Translation:It is my daily bread.

June 13, 2013



Give us this day our daily bread... Duolingo's getting all spiritual on me!


currently living in Italy for a few months.. and my boyfriend has bread delivered to his family every day.. so daily bread is a thing, weirdly enough.


Duolingo è il mio pane quotidiano....


Very Catholic country.


I had to think of the Lord's prayer: Da noi il nostro pane quotidiano


I hate to be a grammer a grammer Nazi, but it's actually, "Dacci oggi il nostro pane quotidiano," since it is technically a command. Just so you know. :)


The nearest we have to the original is in koine Greek, and it would be unusual to have only one correct translation into Italian -or English. As the Lord's Prayer was almost certainly given in Aramaic, with a very different grammatical structure, and no surviving textual evidence, can we pontificate about our version? For my take, I agree with PhilipNikolayev's more recent comment.


You miss Mr_Roboto's point. In Italy the standard Lord's Prayer says Dacci = "give us". Look it up. Clitic pronouns are only appended to infinitives, gerunds and imperatives, and this one doesn't say darci or dandoci, so it can only be an imperative.


*grammAr Nazi ;)


but cant i say my bread and butter?


I put "It is my daily bread' and it was correct but also said "It is my bread and butter" was an acceptable answer. The next time it came up I put "bread and butter" and it was marked wrong...weird


When doing lessons on Duo it's always best to keep to the wording given. Duo has a teaching procedure which should be adhered to. And in any case the robot is not programmed to recognize every possible expression. Here's a good site with lots of info on Duo: http://duolingo.wikia.com/wiki/Duolingo_Wiki#Getting_Help


Where does "butter" comes in??


'My bread and butter' is an English idiom exactly equivalent to pane quotidiano. Both mean my livelihood. You probably hear them used like this more often than the literal meanings.

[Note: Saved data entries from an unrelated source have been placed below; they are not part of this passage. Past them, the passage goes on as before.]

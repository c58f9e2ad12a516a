use requirements_rail::{
    check_if, check_if_option, named, require_that, require_that_option, ErrorKind,
};

mod collection;

#[test]
fn failed_chain_never_reports_success_again() {
    let validator = check_if(-1, "count")
        .unwrap()
        .is_positive()
        .unwrap()
        .is_negative()
        .unwrap()
        .is_zero()
        .unwrap();

    assert_eq!(
        validator.else_get_messages(),
        vec![
            "\"count\" must be positive.\ncount: -1".to_string(),
            "\"count\" must be negative".to_string(),
            "\"count\" must be zero".to_string(),
        ]
    );
}

#[test]
fn passing_checks_are_idempotent() {
    let validator = check_if(5, "count").unwrap().is_positive().unwrap();
    let validator = validator.is_positive().unwrap().is_positive().unwrap();

    assert!(!validator.validation_failed());
    assert_eq!(validator.get_value(), Ok(&5));
}

#[test]
fn and_appends_failures_in_order() {
    let first = check_if(1, "first").unwrap();
    let second = check_if(-1, "second").unwrap().is_positive().unwrap().is_zero().unwrap();
    let expected = second.else_get_messages();

    let combined = first.and(&[&second]);
    assert_eq!(combined.else_get_messages(), expected);
    assert_eq!(second.else_get_messages().len(), 2);
}

#[test]
fn and_accepts_validators_of_different_types() {
    let name = check_if(String::new(), "name").unwrap().is_not_empty().unwrap();
    let tags = check_if(vec!["a", "a"], "tags").unwrap().does_not_contain_duplicates().unwrap();

    let combined = check_if((), "form").unwrap().and(&[&name, &tags]);
    assert_eq!(
        combined.else_get_messages(),
        vec![
            "\"name\" may not be empty.\nname: \"\"".to_string(),
            "\"tags\" may not contain any duplicate elements.\n\
             tags      : [\"a\", \"a\"]\n\
             duplicates: [\"a\"]"
                .to_string(),
        ]
    );
}

#[test]
fn or_clears_failures_when_any_side_passes() {
    let failing = check_if(5, "value").unwrap().is_negative().unwrap();
    let passing = check_if(5, "value").unwrap().is_positive().unwrap();
    assert!(!failing.or(&[&passing]).validation_failed());

    let failing = check_if(5, "value").unwrap().is_negative().unwrap();
    let passing = check_if(5, "value").unwrap().is_positive().unwrap();
    assert!(!passing.or(&[&failing]).validation_failed());
}

#[test]
fn or_concatenates_failures_when_every_side_fails() {
    let negative = check_if(5, "value").unwrap().is_negative().unwrap();
    let zero = check_if(5, "value").unwrap().is_zero().unwrap();

    let either = negative.or(&[&zero]);
    assert_eq!(
        either.else_get_messages(),
        ["\"value\" must be negative.\nvalue: 5", "\"value\" must be zero.\nvalue: 5"]
    );
}

#[test]
fn operand_named_like_value_is_rejected_eagerly() {
    let error = check_if(5, "x").unwrap().is_less_than(named(10, "x")).unwrap_err();

    assert_eq!(error.kind(), ErrorKind::NameConflict);
    assert_eq!(
        error.message(),
        "The name \"x\" is already in use by the value being validated. Choose a different name."
    );
}

#[test]
fn operand_named_like_context_entry_is_rejected_eagerly() {
    let validator = check_if(5, "x").unwrap().with_context(10, "limit").unwrap();
    let error = validator.is_less_than(named(10, "limit")).unwrap_err();

    assert_eq!(error.kind(), ErrorKind::NameConflict);
    assert_eq!(
        error.message(),
        "The name \"limit\" is already in use by the validator context. Choose a different name."
    );
}

#[test]
fn invalid_names_are_rejected() {
    let error = check_if(1, "").unwrap_err();
    assert_eq!(error.kind(), ErrorKind::InvalidArgument);
    assert_eq!(error.message(), "name may not be empty.");

    let error = check_if(1, "a b").unwrap_err();
    assert_eq!(error.message(), "name may not contain whitespace.\nactual: \"a b\"");

    let error = check_if(1, "a").unwrap().is_less_than(named(2, "")).unwrap_err();
    assert_eq!(error.kind(), ErrorKind::InvalidArgument);
}

#[test]
fn null_failure_takes_precedence_over_predicate() {
    let validator = check_if_option(None::<i32>, "timeout").unwrap().is_positive().unwrap();
    let failures = validator.else_get_failures();

    assert_eq!(failures.len(), 1);
    assert_eq!(failures.iter().next().unwrap().kind(), ErrorKind::Null);
    assert_eq!(failures.messages(), vec!["\"timeout\" may not be null".to_string()]);
}

#[test]
fn fail_fast_returns_null_error() {
    let error = require_that_option(None::<u32>, "limit").unwrap().is_not_null().unwrap_err();
    assert_eq!(error.kind(), ErrorKind::Null);
    assert_eq!(error.message(), "\"limit\" may not be null");

    let error = require_that_option(None::<u32>, "limit").unwrap().is_positive().unwrap_err();
    assert_eq!(error.kind(), ErrorKind::Null);

    assert!(require_that_option(None::<u32>, "limit").unwrap().is_null().is_ok());
    assert!(require_that(7, "limit").unwrap().is_null().is_err());
}

#[test]
fn validator_context_follows_failure_context() {
    let validator = check_if(3, "count")
        .unwrap()
        .with_context("db", "source")
        .unwrap()
        .is_greater_than(5)
        .unwrap();

    assert_eq!(
        validator.else_get_messages(),
        ["\"count\" must be greater than 5.\ncount : 3\nsource: \"db\""]
    );
    assert_eq!(validator.get_context_as_string(), "source: \"db\"");
}

#[test]
fn with_context_replaces_existing_entry() {
    let validator = check_if(3, "count")
        .unwrap()
        .with_context(1, "attempt")
        .unwrap()
        .with_context(2, "attempt")
        .unwrap();

    assert_eq!(validator.get_context().len(), 1);
    assert_eq!(
        validator.get_context().get("attempt").map(ToString::to_string),
        Some("2".to_string())
    );

    let error = check_if(3, "count").unwrap().with_context(1, "count").unwrap_err();
    assert_eq!(error.kind(), ErrorKind::NameConflict);
}

#[test]
fn projection_lists_parent_value_in_context() {
    let validator = check_if("abc".to_string(), "code").unwrap().length().unwrap();

    assert_eq!(validator.get_name(), "code.length()");
    assert_eq!(
        validator.get_context().get("code").map(ToString::to_string),
        Some("\"abc\"".to_string())
    );
    assert_eq!(validator.get_value(), Ok(&3));
}

#[test]
fn value_accessors_report_state() {
    let validator = check_if(-1, "count").unwrap().is_positive().unwrap();
    let error = validator.get_value().unwrap_err();
    assert_eq!(error.kind(), ErrorKind::UndefinedValue);
    assert_eq!(
        error.message(),
        "The value of \"count\" is undefined because an earlier check failed."
    );
    assert_eq!(*validator.get_value_or(&0), 0);

    let validator = check_if_option(None::<i32>, "count").unwrap();
    assert_eq!(validator.get_value().unwrap_err().kind(), ErrorKind::Null);

    assert_eq!(check_if(4, "count").unwrap().into_value(), Ok(4));
}
use super::{with_operand, IntoOperand, Operand, Validator};
use crate::message::quote_name;
use crate::types::{ContextValue, ValidationError, ValidationResult};
use core::fmt::Debug;
use core::panic::Location;

/// Whether the upper bound of a range is part of it.
#[derive(Clone, Copy, PartialEq, Eq)]
enum Upper {
    Exclusive,
    Inclusive,
}

impl<T: Debug + PartialOrd> Validator<T> {
    /// Ensures that the value is less than `maximum_exclusive`.
    ///
    /// # Examples
    ///
    /// ```
    /// use requirements_rail::require_that;
    ///
    /// require_that(3, "index")?.is_less_than(5)?;
    /// assert!(require_that(5, "index")?.is_less_than(5).is_err());
    /// # Ok::<(), requirements_rail::ValidationError>(())
    /// ```
    #[track_caller]
    pub fn is_less_than<O: IntoOperand<T>>(self, maximum_exclusive: O) -> ValidationResult<Self> {
        let limit = maximum_exclusive.into_operand();
        self.check_against(&limit, "must be less than", |value, limit| value < limit)
    }

    /// Ensures that the value is less than or equal to `maximum_inclusive`.
    #[track_caller]
    pub fn is_less_than_or_equal_to<O>(self, maximum_inclusive: O) -> ValidationResult<Self>
    where
        O: IntoOperand<T>,
    {
        let limit = maximum_inclusive.into_operand();
        self.check_against(&limit, "must be less than or equal to", |value, limit| value <= limit)
    }

    /// Ensures that the value is greater than `minimum_exclusive`.
    #[track_caller]
    pub fn is_greater_than<O>(self, minimum_exclusive: O) -> ValidationResult<Self>
    where
        O: IntoOperand<T>,
    {
        let limit = minimum_exclusive.into_operand();
        self.check_against(&limit, "must be greater than", |value, limit| value > limit)
    }

    /// Ensures that the value is greater than or equal to `minimum_inclusive`.
    #[track_caller]
    pub fn is_greater_than_or_equal_to<O>(self, minimum_inclusive: O) -> ValidationResult<Self>
    where
        O: IntoOperand<T>,
    {
        let limit = minimum_inclusive.into_operand();
        self.check_against(&limit, "must be greater than or equal to", |value, limit| {
            value >= limit
        })
    }

    /// Ensures that `minimum_inclusive <= value < maximum_exclusive`.
    ///
    /// A minimum greater than the maximum is rejected eagerly with
    /// [`ErrorKind::InvalidArgument`](crate::ErrorKind::InvalidArgument).
    ///
    /// # Examples
    ///
    /// ```
    /// use requirements_rail::check_if;
    ///
    /// let messages = check_if(10, "percent")?.is_between(0, 10)?.else_get_messages();
    /// assert_eq!(messages, ["\"percent\" is out of bounds.\npercent: 10\nbounds : [0, 10)"]);
    /// # Ok::<(), requirements_rail::ValidationError>(())
    /// ```
    #[track_caller]
    pub fn is_between<L, U>(
        self,
        minimum_inclusive: L,
        maximum_exclusive: U,
    ) -> ValidationResult<Self>
    where
        L: IntoOperand<T>,
        U: IntoOperand<T>,
    {
        let minimum = minimum_inclusive.into_operand();
        self.in_bounds(minimum, maximum_exclusive.into_operand(), Upper::Exclusive)
    }

    /// Ensures that `minimum_inclusive <= value <= maximum_inclusive`.
    #[track_caller]
    pub fn is_between_closed<L, U>(
        self,
        minimum_inclusive: L,
        maximum_inclusive: U,
    ) -> ValidationResult<Self>
    where
        L: IntoOperand<T>,
        U: IntoOperand<T>,
    {
        let minimum = minimum_inclusive.into_operand();
        self.in_bounds(minimum, maximum_inclusive.into_operand(), Upper::Inclusive)
    }

    #[track_caller]
    fn in_bounds(
        self,
        minimum: Operand<T>,
        maximum: Operand<T>,
        upper: Upper,
    ) -> ValidationResult<Self> {
        self.require_operand_name(&minimum)?;
        self.require_operand_name(&maximum)?;
        let (low, high) = (minimum.value(), maximum.value());
        if low > high {
            return Err(ValidationError::invalid_argument(format!(
                "{} may not be greater than {}.\nminimum: {low:?}\nmaximum: {high:?}",
                minimum.name().map_or_else(|| "minimum".to_string(), quote_name),
                maximum.name().map_or_else(|| "maximum".to_string(), quote_name),
            ))
            .at(Location::caller()));
        }

        let closing = if upper == Upper::Inclusive { ']' } else { ')' };
        self.check(
            |value| {
                value >= low
                    && match upper {
                        Upper::Exclusive => value < high,
                        Upper::Inclusive => value <= high,
                    }
            },
            |validator| {
                let bounds = format!("[{}, {}{closing}", minimum.describe(), maximum.describe());
                let name = quote_name(&validator.name);
                let message = validator.message(format!("{name} is out of bounds."));
                with_operand(with_operand(message, &minimum), &maximum)
                    .with_context(ContextValue::Scalar(bounds), "bounds")
            },
        )
    }
}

So Duo should teach them.


"Bread and butter" is a metaphor meaning what you need to survive, and "daily bread" means much the same.


Is this an italian expression? In Spanish we have something similar and we mean a situation that is common for us


Yes, it is! It's like in Spanish "a situation that I face everyday" or "a thing/action that I often do".


We also have this same idiom in Czech (in a literal translation). Quite interesting how some things are same in completely different languages.


Same in German. It means something is an "everyday task" or "routine business", too.


In italy it means:" it's something that i do every day."


Can "pane quotidiano" also mean "livelihood"?


I'm not so sure about the Italian side of this--however, I do know that in Spanish, we sometimes say '¡Es mi pan quotidiano!' jokingly about things that we usually know are silly, but we love nonetheless. For example, watching episodes of your favorite show.


Is there a difference between "quotidiano" and "quotidianamente"?


Yes there is. "quotidiano" is an adjective while "quotidianamente" is an adverb. "Cucino quotidianamente" / I cook daily (every day)

note: "quotidiano" can also be a noun meaning "daily newspaper" (Legge quotidiani. / He reads newspapers.)

Publications can be referred to by their periodicity; a newspaper can be quotidiano (daily), a magazine can be settimanale (weekly), quindicinale (out every 15 days) or mensile (monthly). (by f.formica)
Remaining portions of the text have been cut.